#### Directions for this task
Copy each line of the following material that has the string "filesystem".
::: Data in this exercise :::
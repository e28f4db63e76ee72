use std::sync::Arc;

use anyhow::{Context, Result};
use clap::{Parser, Subcommand};

use piledriver::config;
use piledriver::daemon::Daemon;
use piledriver::remote::RemoteStore;
use piledriver::remote::drive::DriveStore;

#[derive(Debug, Parser)]
#[command(name = "piledriver", about = "Continuously mirror local directories to a remote cloud store")]
struct Args {
    /// Verbosity (-v, -vv, -vvv, etc.)
    #[arg(short, long, action = clap::ArgAction::Count, global = true)]
    verbose: u8,

    #[command(subcommand)]
    subcommand: Command,
}

#[derive(Debug, Subcommand)]
enum Command {
    /// Reconcile every configured directory against the remote, then watch
    /// and mirror changes until interrupted.
    Run,
    /// Inspect stored remote credentials.
    Auth {
        #[command(subcommand)]
        subcommand: AuthCommand,
    },
}

#[derive(Debug, Subcommand)]
enum AuthCommand {
    /// Report whether the daemon currently has usable remote credentials.
    Status,
}

#[tokio::main]
async fn main() -> Result<()> {
    let args = Args::parse();
    init_logger(args.verbose);

    match args.subcommand {
        Command::Run => run().await,
        Command::Auth { subcommand: AuthCommand::Status } => auth_status(),
    }
}

async fn run() -> Result<()> {
    let cfg = config::load().context("Couldn't load configuration")?;
    let token_path = cfg.token_path().context("Couldn't determine credential path")?;
    let store: Arc<dyn RemoteStore> = Arc::new(DriveStore::new(token_path));

    let daemon = Daemon::start(&cfg, store).await.context("Couldn't start daemon")?;

    tokio::select! {
        result = daemon.join() => result,
        _ = tokio::signal::ctrl_c() => {
            tracing::info!("received interrupt, shutting down");
            Ok(())
        }
    }
}

fn auth_status() -> Result<()> {
    let cfg = config::load().context("Couldn't load configuration")?;
    let token_path = cfg.token_path().context("Couldn't determine credential path")?;
    let store = DriveStore::new(token_path);

    match store.find_by_name("piledriver-probe-only") {
        Ok(_) => {
            println!("authenticated");
            Ok(())
        }
        Err(e) => {
            println!("not authenticated: {e}");
            Ok(())
        }
    }
}

/// Maps `-v` occurrences the same way the old `simplelog`-based CLI did,
/// adapted to `tracing-subscriber`'s `EnvFilter`. `RUST_LOG`, if set, wins.
fn init_logger(verbosity: u8) {
    let default_level = match verbosity {
        0 => "warn",
        1 => "info",
        2 => "debug",
        _ => "trace",
    };
    let filter = tracing_subscriber::EnvFilter::try_from_default_env()
        .unwrap_or_else(|_| tracing_subscriber::EnvFilter::new(default_level));

    tracing_subscriber::fmt()
        .with_env_filter(filter)
        .with_target(false)
        .init();
}
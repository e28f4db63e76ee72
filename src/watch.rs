//! The watch-classify stage: turns raw filesystem notifications into typed,
//! timestamped [`Event`]s against the AFS, pairing up the notifier's
//! two-step rename protocol along the way.
//!
//! [`Notifier`] is the abstract source of `(path, op)` records.
//! [`NotifyWatcher`] wraps the `notify` crate's OS-native watcher, a thin
//! adapter the rest of the pipeline never touches directly; tests drive
//! [`MemoryNotifier`] instead.

use std::collections::VecDeque;
use std::fs;
use std::sync::mpsc;

use anyhow::{Context, Result};
use camino::{Utf8Path, Utf8PathBuf};
use notify::{EventKind, RecommendedWatcher, RecursiveMode, Watcher as _};
use notify::event::{ModifyKind, RenameMode};
use tokio::time::Instant;
use tracing::{debug, warn};

use crate::afs::{NodeKind, Tree};

/// A single raw `(path, op)` record, as delivered by a [`Notifier`].
#[derive(Debug, Clone)]
pub struct RawEvent {
    pub path: Utf8PathBuf,
    pub op: RawOp,
}

#[derive(Debug, Clone, Copy, PartialEq, Eq)]
pub enum RawOp {
    /// `is_dir` is `Some` when the OS told us the kind directly (e.g.
    /// inotify's `IN_ISDIR`); `None` means the classifier must stat.
    Create { is_dir: Option<bool> },
    Remove,
    Write,
    Rename,
    Chmod,
    Other,
}

/// The abstract filesystem-change-notification source the classifier
/// consumes. Implementations report a move as `Rename(src)` then
/// `Create(dst)`, never a single fused event.
pub trait Notifier: Send {
    /// Blocking receive; `None` means the upstream source has closed.
    fn recv(&mut self) -> Option<RawEvent>;
    /// Start watching `path` (recursively, where the backend supports it).
    fn add_watch(&mut self, path: &Utf8Path) -> Result<()>;
}

/// The real notifier: wraps `notify`'s recommended (OS-native) watcher.
pub struct NotifyWatcher {
    watcher: RecommendedWatcher,
    rx: mpsc::Receiver<RawEvent>,
}

impl NotifyWatcher {
    pub fn new(root: &Utf8Path) -> Result<Self> {
        let (tx, rx) = mpsc::channel();
        let mut watcher = notify::recommended_watcher(move |res: notify::Result<notify::Event>| {
            match res {
                Ok(event) => {
                    for raw in translate(event) {
                        // The other end only goes away when the whole
                        // pipeline is shutting down; nothing to do but drop.
                        let _ = tx.send(raw);
                    }
                }
                Err(e) => warn!(error = %e, "notifier backend reported an error"),
            }
        })
        .context("Couldn't start filesystem watcher")?;
        watcher
            .watch(root.as_std_path(), RecursiveMode::Recursive)
            .with_context(|| format!("Couldn't watch {root}"))?;
        Ok(Self { watcher, rx })
    }
}

impl Notifier for NotifyWatcher {
    fn recv(&mut self) -> Option<RawEvent> {
        self.rx.recv().ok()
    }

    fn add_watch(&mut self, path: &Utf8Path) -> Result<()> {
        self.watcher
            .watch(path.as_std_path(), RecursiveMode::Recursive)
            .with_context(|| format!("Couldn't watch {path}"))
    }
}

/// Translate one `notify` event into zero or more [`RawEvent`]s. A rename
/// the backend can correlate internally (`RenameMode::Both`, two paths in
/// one event) is split into the same `Rename` then `Create` pair the
/// two-step protocol expects, so the classifier never needs to know which
/// shape the OS handed us.
fn translate(event: notify::Event) -> Vec<RawEvent> {
    let to_path = |p: &std::path::Path| Utf8PathBuf::try_from(p.to_owned()).ok();

    match event.kind {
        EventKind::Create(kind) => {
            let is_dir = match kind {
                notify::event::CreateKind::Folder => Some(true),
                notify::event::CreateKind::File => Some(false),
                _ => None,
            };
            event
                .paths
                .iter()
                .filter_map(to_path)
                .map(|path| RawEvent { path, op: RawOp::Create { is_dir } })
                .collect()
        }
        EventKind::Remove(_) => event
            .paths
            .iter()
            .filter_map(to_path)
            .map(|path| RawEvent { path, op: RawOp::Remove })
            .collect(),
        EventKind::Modify(ModifyKind::Data(_)) => event
            .paths
            .iter()
            .filter_map(to_path)
            .map(|path| RawEvent { path, op: RawOp::Write })
            .collect(),
        EventKind::Modify(ModifyKind::Metadata(_)) => event
            .paths
            .iter()
            .filter_map(to_path)
            .map(|path| RawEvent { path, op: RawOp::Chmod })
            .collect(),
        EventKind::Modify(ModifyKind::Name(RenameMode::From)) => event
            .paths
            .first()
            .and_then(|p| to_path(p))
            .map(|path| vec![RawEvent { path, op: RawOp::Rename }])
            .unwrap_or_default(),
        EventKind::Modify(ModifyKind::Name(RenameMode::To)) => event
            .paths
            .first()
            .and_then(|p| to_path(p))
            .map(|path| vec![RawEvent { path, op: RawOp::Create { is_dir: None } }])
            .unwrap_or_default(),
        EventKind::Modify(ModifyKind::Name(RenameMode::Both)) if event.paths.len() == 2 => {
            let mut out = Vec::with_capacity(2);
            if let Some(old) = to_path(&event.paths[0]) {
                out.push(RawEvent { path: old, op: RawOp::Rename });
            }
            if let Some(new) = to_path(&event.paths[1]) {
                out.push(RawEvent { path: new, op: RawOp::Create { is_dir: None } });
            }
            out
        }
        // Access events, ambiguous renames, and anything else we don't have
        // a clean mapping for are dropped here rather than forwarded as
        // `Other`, since the classifier would drop them anyway.
        _ => Vec::new(),
    }
}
:::
#### Your response
//! The watch-classify stage: turns raw filesystem notifications into typed,
/// The abstract filesystem-change-notification source the classifier
        .context("Couldn't start filesystem watcher")?;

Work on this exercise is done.